Het verschuiven van financiële middelen zal deze noden niet oplossen. Wat vaststaat is dat er méér middelen nodig zijn. Enkel dan zal de doelstelling van vermaatschappelijking van de gezondheidszorg een succes kunnen zijn. Bij gebrek aan deze middelen werken alle medewerkers in de geestelijke gezondheidszorg zich momenteel uit de naad om toch maar tegemoet te komen aan de schrijnende hulpvragen. Velen gaan hierbij over hun eigen grenzen, sommigen ontwikkelen zelf een burnout-syndroom. Het spreekt voor zich dat wanneer deze mensen uitvallen, de druk op de resterende medewerkers nog méér toeneemt, en op deze manier een domino-effect ontstaat.

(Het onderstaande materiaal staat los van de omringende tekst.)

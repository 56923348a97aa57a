use std::fmt;

use serde::{Deserialize, Deserializer};
use serde_json::Value as Json;

use crate::{
    color::ColorSerializer,
    error::Result,
    format::ValueFormatter,
    reference::resolve_reference,
    value::TokenValue,
    Token, TokenType,
};

/// Key in a token's `mode` map that carries no override.
pub const NO_OVERRIDE_MODE: &str = ".";

/// Which theme block a value belongs to.
#[derive(Debug, Clone, PartialEq, Eq, Hash)]
pub enum Mode {
    Default,
    Named(String),
}
impl Mode {
    pub fn name(&self) -> &str {
        match self {
            Mode::Default => "default",
            Mode::Named(name) => name.as_str(),
        }
    }
}
impl From<&str> for Mode {
    fn from(name: &str) -> Self {
        match name {
            "default" => Mode::Default,
            name => Mode::Named(name.to_string()),
        }
    }
}
impl fmt::Display for Mode {
    fn fmt(&self, f: &mut fmt::Formatter<'_>) -> fmt::Result {
        f.write_str(self.name())
    }
}

/// One entry of a token's nested `mode` map.
#[derive(Debug, Clone, PartialEq)]
pub struct ModeToken {
    /// The entry's effective value.
    pub value: TokenValue,
    /// `source.node.value`, the value as authored.
    pub source_value: Option<TokenValue>,
}
impl From<&Json> for ModeToken {
    fn from(json: &Json) -> Self {
        let Json::Object(map) = json else {
            return ModeToken {
                value: TokenValue::from(json),
                source_value: None,
            };
        };
        let source_value = json
            .pointer("/source/node/value")
            .filter(|v| !v.is_null())
            .map(TokenValue::from);
        let present = |key: &str| map.get(key).filter(|v| !v.is_null());

        let value = if present("value").is_some() && present("unit").is_some() {
            TokenValue::from(json)
        } else if map.get("$type").and_then(Json::as_str) == Some("dimension") {
            map.get("$value").map_or(TokenValue::Null, TokenValue::from)
        } else if let Some(source) = &source_value {
            source.clone()
        } else if let Some(value) = present("$value").or_else(|| present("value")) {
            TokenValue::from(value)
        } else {
            TokenValue::from(json)
        };
        ModeToken {
            value,
            source_value,
        }
    }
}
impl<'de> Deserialize<'de> for ModeToken {
    fn deserialize<D>(deserializer: D) -> Result<ModeToken, D::Error>
    where
        D: Deserializer<'de>,
    {
        Json::deserialize(deserializer).map(|json| ModeToken::from(&json))
    }
}

/// A formatted value and the mode it belongs to.
#[derive(Debug, Clone, PartialEq)]
pub struct ModeValue {
    pub mode: Mode,
    pub value: String,
}

/// Fans a token out into its default value and its mode overrides.
///
/// Entries come out in a fixed order: the default value, then
/// `$extensions.mode` overrides, then the nested `mode` map. Later entries
/// for the same mode replace earlier ones when the theme is collected.
#[derive(Debug, Clone)]
pub struct ModeExtractor<'a, S> {
    formatter: &'a ValueFormatter<S>,
}
impl<'a, S: ColorSerializer> ModeExtractor<'a, S> {
    pub fn new(formatter: &'a ValueFormatter<S>) -> Self {
        ModeExtractor { formatter }
    }

    pub fn extract(&self, token: &Token) -> Result<Vec<ModeValue>> {
        let mut values = Vec::new();
        if let Some(default) = token.default_value() {
            values.push(ModeValue {
                mode: Mode::Default,
                value: self.format_typed(token, default)?,
            });
        }
        for (name, raw) in token.extension_modes().into_iter().flatten() {
            let value = self.extension_value(token, raw)?;
            tracing::trace!(mode = %name, %value, "extension mode");
            values.push(ModeValue {
                mode: Mode::from(name.as_str()),
                value,
            });
        }
        for (name, entry) in &token.mode {
            if name == NO_OVERRIDE_MODE {
                continue;
            }
            if let Some(value) = self.nested_value(token, entry)? {
                tracing::trace!(mode = %name, %value, "nested mode");
                values.push(ModeValue {
                    mode: Mode::from(name.as_str()),
                    value,
                });
            }
        }
        Ok(values)
    }

    /// Formats `value` as the token's declared type reads it. Default and
    /// mode values of one token go through here alike.
    fn format_typed(&self, token: &Token, value: &TokenValue) -> Result<String> {
        match &token.type_ {
            Some(TokenType::Shadow | TokenType::Border) => self
                .formatter
                .format(&value.clone().for_type(token.type_.as_ref())),
            // dimensions included: `{value, unit}` pairs format directly
            _ => self.formatter.format(value),
        }
    }

    fn extension_value(&self, token: &Token, raw: &TokenValue) -> Result<String> {
        match raw {
            TokenValue::Reference(reference) => resolve_reference(reference),
            _ => self.format_typed(token, raw),
        }
    }

    fn nested_value(&self, token: &Token, entry: &ModeToken) -> Result<Option<String>> {
        if let Some(TokenValue::Reference(reference)) = &entry.source_value {
            return resolve_reference(reference).map(Some);
        }
        match &entry.value {
            TokenValue::Null => Ok(None),
            TokenValue::Object(fields) if fields.is_empty() => Ok(None),
            value => self.format_typed(token, value).map(Some),
        }
    }
}
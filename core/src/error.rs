use thiserror::Error;

/// Nesting limit for `$value` / `value` wrappers before a value is rejected.
pub const MAX_UNWRAP_DEPTH: usize = 32;

#[derive(Debug, Clone, PartialEq, Eq, Error)]
pub enum TokenError {
    #[error("reference `{raw}` does not name a token path")]
    EmptyReference { raw: String },
    #[error("value is nested more than {limit} wrappers deep")]
    UnwrapDepth { limit: usize },
    #[error("token `{path}`: {source}")]
    Token {
        path: String,
        #[source]
        source: Box<TokenError>,
    },
}
impl TokenError {
    pub fn in_token(self, path: &str) -> Self {
        match self {
            TokenError::Token { .. } => self,
            other => TokenError::Token {
                path: path.to_string(),
                source: Box::new(other),
            },
        }
    }
}

pub type Result<T, E = TokenError> = std::result::Result<T, E>;

#[cfg(test)]
mod tests {
    use super::*;

    #[test]
    fn token_context_is_added_once() {
        let err = TokenError::EmptyReference {
            raw: "{}".to_string(),
        }
        .in_token("color.a")
        .in_token("color.b");
        assert_eq!(
            err.to_string(),
            "token `color.a`: reference `{}` does not name a token path"
        );
    }
}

Er is de afgelopen jaren en zeker de laatste maanden al enorm hard geroepen om dit signaal naar de regering en beleidsmakers over te brengen. Een klein succes werd geboekt toen na de Staten Generaal besloten werd dat effectief meer middelen zullen worden toegekend aan de geestelijke gezondheidszorg. Maar mag ik ‘meer’ nog steeds onvoldoende vinden? Mag ik me aansluiten bij het rijtje zorgverleners dat al jaren in de woestijn staat te roepen? Dankbaar voor de meest recent genomen beslissingen van de regering, maar er zal ‘nóg meer’ nodig zijn, en wel heel snel.